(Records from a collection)
§

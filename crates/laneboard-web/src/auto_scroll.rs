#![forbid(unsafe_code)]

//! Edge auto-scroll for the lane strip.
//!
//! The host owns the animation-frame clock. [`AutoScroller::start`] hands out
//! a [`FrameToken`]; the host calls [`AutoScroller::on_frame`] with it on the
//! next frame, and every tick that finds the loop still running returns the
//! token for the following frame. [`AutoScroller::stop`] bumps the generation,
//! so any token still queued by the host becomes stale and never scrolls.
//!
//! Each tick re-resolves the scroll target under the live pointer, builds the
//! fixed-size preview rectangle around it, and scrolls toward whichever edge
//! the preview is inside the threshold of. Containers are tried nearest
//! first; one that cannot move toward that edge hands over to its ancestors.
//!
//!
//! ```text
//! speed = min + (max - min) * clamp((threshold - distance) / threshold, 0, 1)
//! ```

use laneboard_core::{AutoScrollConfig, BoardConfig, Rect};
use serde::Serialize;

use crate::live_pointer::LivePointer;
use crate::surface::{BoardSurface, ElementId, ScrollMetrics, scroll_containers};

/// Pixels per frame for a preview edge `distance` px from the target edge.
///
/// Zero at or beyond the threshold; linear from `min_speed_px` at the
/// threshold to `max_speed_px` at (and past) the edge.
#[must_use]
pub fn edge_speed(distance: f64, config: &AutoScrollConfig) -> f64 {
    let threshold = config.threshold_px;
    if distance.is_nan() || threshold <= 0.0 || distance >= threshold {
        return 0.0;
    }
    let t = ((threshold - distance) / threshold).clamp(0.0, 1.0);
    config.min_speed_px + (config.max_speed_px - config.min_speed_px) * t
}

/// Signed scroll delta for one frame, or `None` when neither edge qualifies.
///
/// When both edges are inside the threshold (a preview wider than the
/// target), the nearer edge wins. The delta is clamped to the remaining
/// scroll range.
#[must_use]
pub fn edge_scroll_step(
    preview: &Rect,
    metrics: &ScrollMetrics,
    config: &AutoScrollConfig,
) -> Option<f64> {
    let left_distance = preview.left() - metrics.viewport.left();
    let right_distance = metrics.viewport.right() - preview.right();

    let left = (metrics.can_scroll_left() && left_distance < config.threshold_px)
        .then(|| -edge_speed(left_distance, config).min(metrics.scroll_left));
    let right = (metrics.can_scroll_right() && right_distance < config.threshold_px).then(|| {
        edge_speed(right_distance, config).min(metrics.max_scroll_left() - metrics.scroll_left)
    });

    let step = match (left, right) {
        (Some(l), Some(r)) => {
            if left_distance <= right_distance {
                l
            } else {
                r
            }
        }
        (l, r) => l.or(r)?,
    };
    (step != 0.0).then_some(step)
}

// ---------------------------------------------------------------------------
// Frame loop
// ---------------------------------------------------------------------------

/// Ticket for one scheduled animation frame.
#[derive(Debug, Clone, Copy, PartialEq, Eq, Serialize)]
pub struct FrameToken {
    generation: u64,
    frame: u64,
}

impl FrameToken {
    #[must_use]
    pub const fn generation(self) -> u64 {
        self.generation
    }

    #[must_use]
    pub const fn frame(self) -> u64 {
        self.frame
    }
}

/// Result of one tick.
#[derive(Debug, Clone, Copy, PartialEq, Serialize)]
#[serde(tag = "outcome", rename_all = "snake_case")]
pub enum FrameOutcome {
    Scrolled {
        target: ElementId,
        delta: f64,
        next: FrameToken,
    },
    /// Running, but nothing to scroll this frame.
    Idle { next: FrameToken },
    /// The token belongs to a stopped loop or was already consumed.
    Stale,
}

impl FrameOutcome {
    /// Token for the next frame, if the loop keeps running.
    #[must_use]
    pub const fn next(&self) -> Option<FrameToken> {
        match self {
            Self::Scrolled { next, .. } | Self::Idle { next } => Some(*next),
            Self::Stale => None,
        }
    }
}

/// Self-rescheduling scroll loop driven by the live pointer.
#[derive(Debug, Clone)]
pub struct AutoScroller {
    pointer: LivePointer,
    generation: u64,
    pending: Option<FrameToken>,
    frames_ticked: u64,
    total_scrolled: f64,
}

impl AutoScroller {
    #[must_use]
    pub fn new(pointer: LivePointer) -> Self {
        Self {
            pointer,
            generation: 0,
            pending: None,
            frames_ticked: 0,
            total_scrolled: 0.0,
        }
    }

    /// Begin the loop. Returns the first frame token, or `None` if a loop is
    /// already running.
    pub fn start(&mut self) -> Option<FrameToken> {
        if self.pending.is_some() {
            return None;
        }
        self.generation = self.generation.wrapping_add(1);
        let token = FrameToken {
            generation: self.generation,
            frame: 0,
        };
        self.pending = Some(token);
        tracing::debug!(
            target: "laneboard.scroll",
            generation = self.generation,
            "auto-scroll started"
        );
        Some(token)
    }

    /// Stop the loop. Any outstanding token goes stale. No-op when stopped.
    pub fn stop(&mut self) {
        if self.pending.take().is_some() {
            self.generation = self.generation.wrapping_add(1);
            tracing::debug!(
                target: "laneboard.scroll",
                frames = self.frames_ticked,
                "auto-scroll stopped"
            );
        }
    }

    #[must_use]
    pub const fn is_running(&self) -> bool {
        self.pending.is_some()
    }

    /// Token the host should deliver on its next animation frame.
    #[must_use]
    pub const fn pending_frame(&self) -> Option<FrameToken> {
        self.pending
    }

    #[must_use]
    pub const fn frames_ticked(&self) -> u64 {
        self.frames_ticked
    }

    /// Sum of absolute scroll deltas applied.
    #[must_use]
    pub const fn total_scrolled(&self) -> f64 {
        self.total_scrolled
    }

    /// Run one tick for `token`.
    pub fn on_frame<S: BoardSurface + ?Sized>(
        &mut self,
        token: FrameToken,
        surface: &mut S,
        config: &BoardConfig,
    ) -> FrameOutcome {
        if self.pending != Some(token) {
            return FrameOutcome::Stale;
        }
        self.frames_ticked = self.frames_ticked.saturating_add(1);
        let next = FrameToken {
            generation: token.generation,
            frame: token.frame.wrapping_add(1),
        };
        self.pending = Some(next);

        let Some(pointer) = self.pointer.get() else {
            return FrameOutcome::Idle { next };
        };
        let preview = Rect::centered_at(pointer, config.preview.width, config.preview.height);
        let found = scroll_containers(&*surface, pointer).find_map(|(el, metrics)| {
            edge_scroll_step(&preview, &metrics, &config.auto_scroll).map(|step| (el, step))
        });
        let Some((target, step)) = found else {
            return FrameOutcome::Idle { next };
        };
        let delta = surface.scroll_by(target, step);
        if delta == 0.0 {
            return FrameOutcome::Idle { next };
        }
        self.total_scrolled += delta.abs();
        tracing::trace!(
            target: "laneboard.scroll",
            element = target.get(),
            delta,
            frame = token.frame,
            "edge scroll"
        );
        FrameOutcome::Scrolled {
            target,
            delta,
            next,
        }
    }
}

§

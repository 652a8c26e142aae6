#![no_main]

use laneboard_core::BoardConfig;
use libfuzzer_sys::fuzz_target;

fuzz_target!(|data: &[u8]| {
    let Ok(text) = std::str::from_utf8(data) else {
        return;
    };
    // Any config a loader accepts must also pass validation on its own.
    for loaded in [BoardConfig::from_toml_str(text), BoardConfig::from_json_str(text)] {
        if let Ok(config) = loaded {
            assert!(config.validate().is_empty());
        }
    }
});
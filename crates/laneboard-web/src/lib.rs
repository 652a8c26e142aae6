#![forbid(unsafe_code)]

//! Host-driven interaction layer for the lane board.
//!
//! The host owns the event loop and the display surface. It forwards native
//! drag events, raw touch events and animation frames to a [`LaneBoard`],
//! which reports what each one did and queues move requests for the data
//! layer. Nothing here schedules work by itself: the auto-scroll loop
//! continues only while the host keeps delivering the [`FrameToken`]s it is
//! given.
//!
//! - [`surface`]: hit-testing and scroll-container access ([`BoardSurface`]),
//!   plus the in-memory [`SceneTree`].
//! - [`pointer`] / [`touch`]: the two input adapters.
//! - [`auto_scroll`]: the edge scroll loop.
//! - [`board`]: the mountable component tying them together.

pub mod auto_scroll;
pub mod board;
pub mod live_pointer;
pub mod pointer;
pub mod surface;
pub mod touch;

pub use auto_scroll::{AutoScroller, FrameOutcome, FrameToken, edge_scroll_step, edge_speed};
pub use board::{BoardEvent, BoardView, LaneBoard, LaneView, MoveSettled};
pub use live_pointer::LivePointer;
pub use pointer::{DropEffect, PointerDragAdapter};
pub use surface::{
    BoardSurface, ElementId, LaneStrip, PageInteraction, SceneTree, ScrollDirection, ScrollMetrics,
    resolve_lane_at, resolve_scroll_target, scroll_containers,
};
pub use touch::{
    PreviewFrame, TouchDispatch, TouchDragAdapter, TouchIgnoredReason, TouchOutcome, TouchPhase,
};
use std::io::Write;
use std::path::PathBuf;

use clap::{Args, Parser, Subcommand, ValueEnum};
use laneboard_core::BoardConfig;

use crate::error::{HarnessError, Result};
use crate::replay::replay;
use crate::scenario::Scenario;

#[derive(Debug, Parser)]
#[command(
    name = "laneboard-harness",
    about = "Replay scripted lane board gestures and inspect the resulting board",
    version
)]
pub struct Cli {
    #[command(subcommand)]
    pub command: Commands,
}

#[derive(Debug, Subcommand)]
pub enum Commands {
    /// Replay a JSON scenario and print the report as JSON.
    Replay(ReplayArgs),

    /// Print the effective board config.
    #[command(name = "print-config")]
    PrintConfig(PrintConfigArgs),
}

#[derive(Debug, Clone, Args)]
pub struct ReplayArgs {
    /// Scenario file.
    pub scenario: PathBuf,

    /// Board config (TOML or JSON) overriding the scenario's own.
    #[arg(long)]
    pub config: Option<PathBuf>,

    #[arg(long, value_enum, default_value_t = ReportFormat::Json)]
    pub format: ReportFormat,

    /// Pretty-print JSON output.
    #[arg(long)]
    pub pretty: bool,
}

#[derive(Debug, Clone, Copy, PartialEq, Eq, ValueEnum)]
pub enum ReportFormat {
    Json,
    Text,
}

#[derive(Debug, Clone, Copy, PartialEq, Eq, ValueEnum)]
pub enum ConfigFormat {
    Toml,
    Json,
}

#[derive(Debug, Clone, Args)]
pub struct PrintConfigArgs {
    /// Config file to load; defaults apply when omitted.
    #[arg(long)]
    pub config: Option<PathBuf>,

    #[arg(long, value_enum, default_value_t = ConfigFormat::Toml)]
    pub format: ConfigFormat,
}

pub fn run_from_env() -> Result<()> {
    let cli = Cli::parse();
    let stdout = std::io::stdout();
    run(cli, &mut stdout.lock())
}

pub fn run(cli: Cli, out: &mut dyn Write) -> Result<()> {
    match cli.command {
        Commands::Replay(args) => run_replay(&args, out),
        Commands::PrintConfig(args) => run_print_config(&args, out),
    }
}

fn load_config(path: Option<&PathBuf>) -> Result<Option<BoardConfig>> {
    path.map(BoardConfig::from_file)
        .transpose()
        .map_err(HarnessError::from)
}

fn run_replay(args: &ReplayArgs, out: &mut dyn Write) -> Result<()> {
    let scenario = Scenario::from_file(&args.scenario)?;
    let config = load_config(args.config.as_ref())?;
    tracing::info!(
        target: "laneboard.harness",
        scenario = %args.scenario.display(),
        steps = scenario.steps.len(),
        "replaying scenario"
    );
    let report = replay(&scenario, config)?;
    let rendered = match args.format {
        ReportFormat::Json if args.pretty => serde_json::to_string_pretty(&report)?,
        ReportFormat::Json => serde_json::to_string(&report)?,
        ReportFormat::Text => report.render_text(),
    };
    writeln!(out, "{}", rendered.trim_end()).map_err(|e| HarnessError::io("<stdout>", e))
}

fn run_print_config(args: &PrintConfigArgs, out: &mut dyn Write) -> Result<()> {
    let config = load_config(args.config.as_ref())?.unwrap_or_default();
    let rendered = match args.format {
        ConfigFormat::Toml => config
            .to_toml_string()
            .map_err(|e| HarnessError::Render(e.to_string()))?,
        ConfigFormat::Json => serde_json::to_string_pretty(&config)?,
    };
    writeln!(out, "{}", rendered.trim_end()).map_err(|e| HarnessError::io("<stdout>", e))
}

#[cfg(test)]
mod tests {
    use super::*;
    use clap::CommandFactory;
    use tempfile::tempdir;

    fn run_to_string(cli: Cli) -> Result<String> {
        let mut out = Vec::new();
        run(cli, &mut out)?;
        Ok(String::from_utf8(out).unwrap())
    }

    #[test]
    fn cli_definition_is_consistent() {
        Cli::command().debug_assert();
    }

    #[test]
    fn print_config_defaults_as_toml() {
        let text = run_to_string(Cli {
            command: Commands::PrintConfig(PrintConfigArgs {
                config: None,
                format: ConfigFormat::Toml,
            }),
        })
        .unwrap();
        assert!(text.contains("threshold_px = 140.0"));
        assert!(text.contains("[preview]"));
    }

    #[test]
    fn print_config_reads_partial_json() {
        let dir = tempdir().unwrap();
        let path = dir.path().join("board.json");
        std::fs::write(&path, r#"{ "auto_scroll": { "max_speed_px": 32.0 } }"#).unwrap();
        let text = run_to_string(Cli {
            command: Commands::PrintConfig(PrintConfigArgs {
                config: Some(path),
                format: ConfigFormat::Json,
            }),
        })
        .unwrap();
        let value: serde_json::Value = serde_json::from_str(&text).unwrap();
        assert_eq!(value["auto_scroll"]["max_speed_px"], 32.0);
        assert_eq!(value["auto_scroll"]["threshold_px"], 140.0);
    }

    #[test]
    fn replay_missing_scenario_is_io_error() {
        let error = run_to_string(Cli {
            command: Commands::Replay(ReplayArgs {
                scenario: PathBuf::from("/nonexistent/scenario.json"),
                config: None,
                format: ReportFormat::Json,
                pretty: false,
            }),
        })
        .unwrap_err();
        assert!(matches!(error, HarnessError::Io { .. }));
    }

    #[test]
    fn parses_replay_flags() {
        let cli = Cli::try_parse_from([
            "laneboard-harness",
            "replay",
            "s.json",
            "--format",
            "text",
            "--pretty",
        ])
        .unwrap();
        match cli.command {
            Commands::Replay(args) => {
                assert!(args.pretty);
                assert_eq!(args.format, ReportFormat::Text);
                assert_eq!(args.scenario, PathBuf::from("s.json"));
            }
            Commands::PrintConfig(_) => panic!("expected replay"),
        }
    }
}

§

:: REQUIRED WORK ::
Taking the line with "filename crates/laneboard-web/src/auto_scroll.rs" as the first and the line with "past) the edge." as the last, retype that stretch of the data above exactly, with no other lines.

:: ANSWER BOX ::
filename crates/laneboard-web/src/auto_scroll.rs
#![forbid(unsafe_code)]

//! Edge auto-scroll for the lane strip.
//!
//! The host owns the animation-frame clock. [`AutoScroller::start`] hands out
//! a [`FrameToken`]; the host calls [`AutoScroller::on_frame`] with it on the
//! next frame, and every tick that finds the loop still running returns the
//! token for the following frame. [`AutoScroller::stop`] bumps the generation,
//! so any token still queued by the host becomes stale and never scrolls.
//!
//! Each tick re-resolves the scroll target under the live pointer, builds the
//! fixed-size preview rectangle around it, and scrolls toward whichever edge
//! the preview is inside the threshold of. Containers are tried nearest
//! first; one that cannot move toward that edge hands over to its ancestors.
//!
//!
//! ```text
//! speed = min + (max - min) * clamp((threshold - distance) / threshold, 0, 1)
//! ```

use laneboard_core::{AutoScrollConfig, BoardConfig, Rect};
use serde::Serialize;

use crate::live_pointer::LivePointer;
use crate::surface::{BoardSurface, ElementId, ScrollMetrics, scroll_containers};

/// Pixels per frame for a preview edge `distance` px from the target edge.
///
/// Zero at or beyond the threshold; linear from `min_speed_px` at the
/// threshold to `max_speed_px` at (and past) the edge.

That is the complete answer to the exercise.